Il Leit motiv di Faber, l'ennesimo rigetto contro la borghesia, classe sociale da cui proveniva e proprio per questo negazione doppia, viveva come una colpa il fatto che la sua famiglia fosse una delle più ricche di Genova. Quando era al liceo e suo padre era il vice preside dell’istituto, lui teneva questa informazione come un segreto, sarebbe stata un’offesa terribile per lui, come se qualcuno gli avesse appiccicato addosso il distintivo di privilegiato. Ha sempre tradito le sue origini sociali e culturali, ma del resto non era colpa sua se i suoi genitori erano ricchi e suo padre amministratore delegato dell'Eridania, oltre che essere stato vice sindaco di Genova e uomo di fiducia dell'imprenditore rampante del gruppo Ferruzzi di Ravenna di Raul Gardini. Detestava questa gente, per quanto amava suo padre.
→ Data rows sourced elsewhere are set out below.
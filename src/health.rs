//! Health check functionality for the broker server
//!
//! Wraps the broker's catalog health with process-level information
//! (version, uptime) for monitoring systems.

use crate::broker::{Broker, BrokerHealth};
use serde::Serialize;
use std::time::{SystemTime, UNIX_EPOCH};

/// Health check response structure
#[derive(Debug, Clone, Serialize)]
pub struct HealthStatus {
    /// "healthy" while the server responds and has at least one tool, else "degraded"
    pub status: String,

    /// Current timestamp in seconds since Unix epoch
    pub timestamp: u64,

    pub server_name: String,
    pub version: String,
    pub uptime_seconds: u64,

    /// Tracked caller keys in the rate limiter
    pub rate_limit_buckets: usize,

    pub broker: BrokerHealth,
}

#[derive(Debug, Clone)]
pub struct HealthChecker {
    start_time: SystemTime,
    version: String,
    server_name: String,
}

impl HealthChecker {
    pub fn new(server_name: impl Into<String>, version: impl Into<String>) -> Self {
        Self {
            start_time: SystemTime::now(),
            version: version.into(),
            server_name: server_name.into(),
        }
    }

    pub fn get_status(&self, broker: &Broker, rate_limit_buckets: usize) -> HealthStatus {
        self.status_from(broker.health_check(), rate_limit_buckets)
    }

    pub fn status_from(&self, broker: BrokerHealth, rate_limit_buckets: usize) -> HealthStatus {
        let now = SystemTime::now();
        let timestamp = now.duration_since(UNIX_EPOCH).unwrap_or_default().as_secs();
        let uptime_seconds = now
            .duration_since(self.start_time)
            .unwrap_or_default()
            .as_secs();

        let status = if broker.total_tools > 0 { "healthy" } else { "degraded" };

        HealthStatus {
            status: status.to_string(),
            timestamp,
            server_name: self.server_name.clone(),
            version: self.version.clone(),
            uptime_seconds,
            rate_limit_buckets,
            broker,
        }
    }
}

impl Default for HealthChecker {
    fn default() -> Self {
        Self::new("toolbroker", env!("CARGO_PKG_VERSION"))
    }
}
Al giornalista Vincenzo Mollica disse: "La cosa che vorrei di più ora che mio padre è morto, è poterlo rivedere e parlarci un pò, sarebbe stupendo
  
Cosa vorrei?


Parlare con mio padre

Voglio vivere in una città dove
all'ora dell'aperitivo non ci siano
spargimenti di sangue
o di detersivo

Evaporato inunanuvola rossa
La nuvola rossa citata all'inizio è un riferimento all'alcol e al suo oblio che incasinava brutalmente la situazione, ma era vero che fosse l'unica via di fuga da quel branco di gente con le signore borseggiate con Louis Vuitton , Borbonese e foulard Ken Scott (erano gli anni ’70...). Lui si trovava al centro di una congrega che non aveva mai scelto, mentre la congrega aveva scelto lui come menestrello della serata solo perché aveva cantato con Mina e alla Bussola di Viareggio ed era un nome ormai. Ma ciò Faber non lo sopportava. “Evaporato in una nuvola rossa”, da considerare che a quei tempi Faber si considerava un "drogato" (parole testuali sue), bevendo un litro al giorno di wishky. “La droga dei miei tempi era l'alcol. Ho bevuto come una spugna fino a 45 anni. Sicuramente fossi nato 40 anni dopo mi sarei ritrovato con molte siringhe nelle braccia. Mi è andata bene".
La solitudine può portare a forme straordinarie di libertà
La dispensa dove si era rifugiato è una delle molte feritoie della notte, dove ci si rifugia per non essere scoperti per il desiderio della solitudine come l'acqua quando si ha sete, o quando si vuole perdersi in una storia e confondersi in essa per evadere dalla oscura incompetenza della gente ricca della Sardegna. Scritto o no, sotto l'effetto dell'alcol, il testo dimostra un'efficacia prodigiosa, un gioiello di Dio, il luminare rimedio a ciò che resta dell'orrido. Questo brano che aggiunse alla sua personalità dotata di forti giochi visionari, talvolta incomprensibili per non voler capire, è il risultato della celebrità in ambienti dove ci si da il buon giorno e la buona sera con il sorriso di circostanza e fasullo come la polvere. Gentaglia piena di soldi, vuota di affetti veri.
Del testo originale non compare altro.